From the Editor

From the Editor: Our Expanding Arts Season

Susan Burns celebrates our city's cultural offerings.

By Susan Burns October 30, 2019 Published in the November 2019 issue of Sarasota Magazine

The Ringling

Image: Jenny Acheson

On a hot September day, my husband and I ventured to The Ringling to see the Fabric of India exhibit. I’d heard about the exhibit—on loan from London’s Victoria and Albert Museum and described as one of the best textile collections in a museum anywhere—but kept letting the days slide by without seeing it. But it was free state museum day in Florida, just the little push that I needed.

Susan Burns

Image: Lori Sax

I wasn’t disappointed. The exhibit was an assemblage of the intricate, labor-intensive, lavish textiles and fashions of India spanning 500 years and displayed in the context of the history of technology, culture and colonialism. After a mesmerizing hour, I left the world of India, and joined my husband on a bench in the James Turrell Skyspace. For a while, we were the only people in this quiet space. Then a woman came in, looked up at the open sky and began to sing an aria, and the space filled with music.

I’m not sure I could have had those experiences 10 years ago. The Skyspace hadn’t been built yet then, and The Ringling’s exhibits have become more diverse and challenging—and more likely to interest me than its collection of largely Baroque paintings, no matter how impressive.

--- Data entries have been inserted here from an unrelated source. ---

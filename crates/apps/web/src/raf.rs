//! `requestAnimationFrame`-driven [`FrameScheduler`].

use std::cell::RefCell;
use std::rc::{Rc, Weak};

use foundation::time::Time;
use runtime::{CallbackId, CallbackRegistry, Frame, FrameCallback, FrameScheduler};
use wasm_bindgen::JsCast;
use wasm_bindgen::prelude::*;

struct RafInner {
    callbacks: CallbackRegistry,
    frame: Option<Frame>,
    last_ts_ms: Option<f64>,
    handle: Option<i32>,
    tick: Option<Closure<dyn FnMut(f64)>>,
}

/// Runs registered callbacks once per display refresh while any are registered.
pub struct RafScheduler {
    inner: Rc<RefCell<RafInner>>,
}

impl RafScheduler {
    pub fn new() -> Self {
        let inner = Rc::new(RefCell::new(RafInner {
            callbacks: CallbackRegistry::new(),
            frame: None,
            last_ts_ms: None,
            handle: None,
            tick: None,
        }));
        let weak = Rc::downgrade(&inner);
        let tick = Closure::<dyn FnMut(f64)>::new(move |ts_ms: f64| on_frame(&weak, ts_ms));
        inner.borrow_mut().tick = Some(tick);
        Self { inner }
    }
}

impl Default for RafScheduler {
    fn default() -> Self {
        Self::new()
    }
}

fn on_frame(weak: &Weak<RefCell<RafInner>>, ts_ms: f64) {
    let Some(inner) = weak.upgrade() else {
        return;
    };
    let (frame, mut callbacks) = {
        let mut s = inner.borrow_mut();
        s.handle = None;
        let frame = match (s.frame, s.last_ts_ms) {
            (Some(prev), Some(last)) => prev.advance((ts_ms - last) / 1000.0),
            _ => Frame::start(Time(ts_ms / 1000.0)),
        };
        s.frame = Some(frame);
        s.last_ts_ms = Some(ts_ms);
        (frame, s.callbacks.begin_dispatch())
    };

    for (_, callback) in &mut callbacks {
        callback(frame);
    }

    let mut s = inner.borrow_mut();
    s.callbacks.finish_dispatch(callbacks);
    request(&mut s);
}

fn request(s: &mut RafInner) {
    if s.handle.is_some() || s.callbacks.is_empty() {
        return;
    }
    let (Some(window), Some(tick)) = (web_sys::window(), s.tick.as_ref()) else {
        return;
    };
    match window.request_animation_frame(tick.as_ref().unchecked_ref()) {
        Ok(handle) => s.handle = Some(handle),
        Err(err) => web_sys::console::log_1(&err),
    }
}

fn cancel(s: &mut RafInner) {
    if let (Some(handle), Some(window)) = (s.handle.take(), web_sys::window()) {
        let _ = window.cancel_animation_frame(handle);
    }
}

impl FrameScheduler for RafScheduler {
    fn register(&mut self, callback: FrameCallback) -> CallbackId {
        let mut s = self.inner.borrow_mut();
        let id = s.callbacks.register(callback);
        request(&mut s);
        id
    }

    fn unregister(&mut self, id: CallbackId) -> bool {
        let mut s = self.inner.borrow_mut();
        let removed = s.callbacks.unregister(id);
        if s.callbacks.is_empty() {
            cancel(&mut s);
        }
        removed
    }

    fn callback_count(&self) -> usize {
        self.inner.borrow().callbacks.len()
    }
}

impl Drop for RafScheduler {
    fn drop(&mut self) {
        let mut s = self.inner.borrow_mut();
        cancel(&mut s);
        s.callbacks = CallbackRegistry::new();
        s.tick = None;
    }
}
use console_error_panic_hook::set_once;
use std::cell::RefCell;
use wasm_bindgen::JsCast;
use wasm_bindgen::prelude::*;
use web_sys::{EventTarget, HtmlCanvasElement, PointerEvent};

use foundation::math::Vec2;
use foundation::time::Time;
use globe::{
    Connection, GlobeConfig, GlobeController, GlobeSession, HeatmapPoint, InputEvent, Marker,
    Scene, Surfaces,
};

mod canvas;
mod dom;
mod raf;
use canvas::{CanvasSurface, OverlayCanvas, SphereCanvas};
use dom::{ElementContainer, ResizeWatch, now_s};
use raf::RafScheduler;

type PointerListener = Closure<dyn FnMut(PointerEvent)>;

/// A globe mounted into a page element.
struct WebGlobe {
    session: GlobeSession<RafScheduler>,
    on_click: Option<js_sys::Function>,
    sphere: HtmlCanvasElement,
    overlay: HtmlCanvasElement,
    listeners: Vec<(&'static str, PointerListener)>,
}

impl Drop for WebGlobe {
    fn drop(&mut self) {
        self.session.unmount();
        let target: &EventTarget = self.overlay.as_ref();
        for (name, listener) in &self.listeners {
            let _ = target.remove_event_listener_with_callback(name, listener.as_ref().unchecked_ref());
        }
        self.overlay.remove();
        self.sphere.remove();
    }
}

thread_local! {
    static GLOBE: RefCell<Option<WebGlobe>> = const { RefCell::new(None) };
}

fn js_err(e: impl std::fmt::Display) -> JsValue {
    JsValue::from_str(&e.to_string())
}

fn log_error(context: &str, err: &JsValue) {
    web_sys::console::log_1(&JsValue::from_str(&format!("{context}: {err:?}")));
}

fn with_controller<R>(f: impl FnOnce(&mut GlobeController) -> R) -> Result<R, JsValue> {
    GLOBE.with(|g| {
        let g = g.try_borrow().map_err(js_err)?;
        let web = g
            .as_ref()
            .ok_or_else(|| JsValue::from_str("globe is not mounted"))?;
        Ok(web.session.with_controller(f))
    })
}

#[wasm_bindgen(start)]
pub fn start() -> Result<(), JsValue> {
    set_once();
    Ok(())
}

/// Mount a globe into the element with id `container_id`, replacing any
/// previously mounted globe. `config_json` may set any subset of the config.
#[wasm_bindgen]
pub fn mount_globe(container_id: &str, config_json: Option<String>) -> Result<(), JsValue> {
    unmount_globe();

    let config = match config_json {
        Some(json) => GlobeConfig::from_json_str(&json).map_err(js_err)?,
        None => GlobeConfig::default(),
    };

    let window = web_sys::window().ok_or_else(|| JsValue::from_str("no window"))?;
    let document = window
        .document()
        .ok_or_else(|| JsValue::from_str("no document"))?;
    let container = document
        .get_element_by_id(container_id)
        .ok_or_else(|| JsValue::from_str(&format!("no element #{container_id}")))?;

    let watch = ResizeWatch::observe(&container, || {
        GLOBE.with(|g| {
            let Ok(g) = g.try_borrow() else {
                return;
            };
            if let Some(web) = g.as_ref() {
                web.session.notify_resize(Time(now_s()));
            }
        });
    })?;

    let sphere = CanvasSurface::create(&document)?;
    let overlay = CanvasSurface::create(&document)?;
    let sphere_el = sphere.canvas().clone();
    let overlay_el = overlay.canvas().clone();
    container.append_child(&sphere_el)?;
    container.append_child(&overlay_el)?;

    let session = GlobeSession::mount(
        GlobeController::new(config),
        Surfaces::new(Box::new(SphereCanvas(sphere)), Box::new(OverlayCanvas(overlay))),
        Box::new(ElementContainer::new(container)),
        RafScheduler::new(),
        Time(now_s()),
    )
    .with_watch(Box::new(watch));

    let mut web = WebGlobe {
        session,
        on_click: None,
        sphere: sphere_el,
        overlay: overlay_el,
        listeners: Vec::new(),
    };
    install_listeners(&mut web)?;
    update_cursor(&web);

    GLOBE.with(|g| *g.borrow_mut() = Some(web));
    Ok(())
}

/// Stop the frame loop, disconnect the resize observer and remove the canvases.
#[wasm_bindgen]
pub fn unmount_globe() {
    let taken = GLOBE.with(|g| g.try_borrow_mut().ok().and_then(|mut g| g.take()));
    drop(taken);
}

#[wasm_bindgen]
pub fn is_globe_mounted() -> bool {
    GLOBE.with(|g| g.try_borrow().map(|g| g.is_some()).unwrap_or(true))
}

fn install_listeners(web: &mut WebGlobe) -> Result<(), JsValue> {
    let events: [(&'static str, fn(Vec2) -> InputEvent); 4] = [
        ("pointerdown", InputEvent::PointerDown),
        ("pointermove", InputEvent::PointerMove),
        ("pointerup", InputEvent::PointerUp),
        ("pointerleave", |_| InputEvent::PointerLeave),
    ];
    let target: EventTarget = web.overlay.clone().into();
    for (name, to_event) in events {
        let listener = PointerListener::new(move |e: PointerEvent| {
            let pos = Vec2::new(e.offset_x() as f64, e.offset_y() as f64);
            dispatch(to_event(pos));
        });
        target.add_event_listener_with_callback(name, listener.as_ref().unchecked_ref())?;
        web.listeners.push((name, listener));
    }
    Ok(())
}

/// Forward a pointer event; invoke the click callback after the state borrow is released.
fn dispatch(event: InputEvent) {
    let clicked = GLOBE.with(|g| {
        let g = g.try_borrow().ok()?;
        let web = g.as_ref()?;
        let marker = web.session.handle_input(event);
        update_cursor(web);
        Some((marker?, web.on_click.clone()?))
    });
    let Some((marker, callback)) = clicked else {
        return;
    };
    let result = marker_to_js(&marker).and_then(|value| callback.call1(&JsValue::NULL, &value));
    if let Err(err) = result {
        log_error("marker click handler", &err);
    }
}

fn update_cursor(web: &WebGlobe) {
    let (hovering, dragging) = web
        .session
        .with_controller(|c| (c.hover().is_some(), c.state().rotation.is_dragging));
    let cursor = if dragging {
        "grabbing"
    } else if hovering {
        "pointer"
    } else {
        "grab"
    };
    let _ = web.overlay.style().set_property("cursor", cursor);
}

fn marker_to_js(marker: &Marker) -> Result<JsValue, JsValue> {
    let json = serde_json::to_string(marker).map_err(js_err)?;
    js_sys::JSON::parse(&json)
}

#[wasm_bindgen]
pub fn set_marker_click_handler(callback: Option<js_sys::Function>) -> Result<(), JsValue> {
    GLOBE.with(|g| {
        let mut g = g.try_borrow_mut().map_err(js_err)?;
        let web = g
            .as_mut()
            .ok_or_else(|| JsValue::from_str("globe is not mounted"))?;
        web.on_click = callback;
        Ok(())
    })
}

/// Replace markers, connections and heatmap points at once.
#[wasm_bindgen]
pub fn set_scene_json(json: &str) -> Result<(), JsValue> {
    let scene = Scene::from_json_str(json).map_err(js_err)?;
    with_controller(|c| c.set_scene(scene))
}

#[wasm_bindgen]
pub fn set_markers_json(json: &str) -> Result<(), JsValue> {
    let markers: Vec<Marker> = serde_json::from_str(json).map_err(js_err)?;
    with_controller(|c| c.set_markers(markers))
}

#[wasm_bindgen]
pub fn set_connections_json(json: &str) -> Result<(), JsValue> {
    let connections: Vec<Connection> = serde_json::from_str(json).map_err(js_err)?;
    with_controller(|c| c.set_connections(connections))
}

#[wasm_bindgen]
pub fn set_heatmap_json(json: &str) -> Result<(), JsValue> {
    let points: Vec<HeatmapPoint> = serde_json::from_str(json).map_err(js_err)?;
    with_controller(|c| c.set_heatmap_points(points))
}

/// Hovered marker as `{ tooltip, x, y }` in display pixels, or `null`.
#[wasm_bindgen]
pub fn get_hover() -> Result<JsValue, JsValue> {
    let hover = with_controller(|c| {
        c.hover()
            .map(|h| (h.marker.tooltip.clone().unwrap_or_default(), h.display_position))
    })?;
    let Some((tooltip, at)) = hover else {
        return Ok(JsValue::NULL);
    };
    let o = js_sys::Object::new();
    js_sys::Reflect::set(&o, &JsValue::from_str("tooltip"), &JsValue::from_str(&tooltip))?;
    js_sys::Reflect::set(&o, &JsValue::from_str("x"), &JsValue::from_f64(at.x))?;
    js_sys::Reflect::set(&o, &JsValue::from_str("y"), &JsValue::from_f64(at.y))?;
    Ok(o.into())
}

#[wasm_bindgen]
pub fn get_globe_stats() -> Result<JsValue, JsValue> {
    let (state, metrics) = with_controller(|c| (c.state(), c.metrics().clone()))?;
    let o = js_sys::Object::new();
    let fields = [
        ("phi", state.rotation.phi),
        ("velocity", state.rotation.velocity),
        ("displayWidth", state.surface.display_width),
        ("renderWidth", state.surface.render_width),
        ("frames", metrics.counter("frames") as f64),
        ("glows", metrics.counter("overlay.glows") as f64),
        ("arcs", metrics.counter("overlay.arcs") as f64),
        ("clicks", metrics.counter("clicks") as f64),
    ];
    for (key, value) in fields {
        js_sys::Reflect::set(&o, &JsValue::from_str(key), &JsValue::from_f64(value))?;
    }
    Ok(o.into())
}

I couldn’t think of a better person to talk to about our expanding arts scene than playwright Bruce Rodgers, who is retiring from The Hermitage Artist Retreat next month after 15 years as a founder and the executive director. He agrees that the arts scene has broadened and deepened, with an even higher quality of work being made and shown here. “Those things are reflective of the growth in population and resources,” he says.

Rodgers rattled off some of the changes. Sarasota has four Equity theaters—including Westcoast Black Theatre Troupe, which has won a passionate following for its work focusing on black cultural experiences. “For a community this size and with a small percentage of minorities to have an Equity black theater with its own theater paid off is extraordinary. Communities far smaller don’t have that,” he says.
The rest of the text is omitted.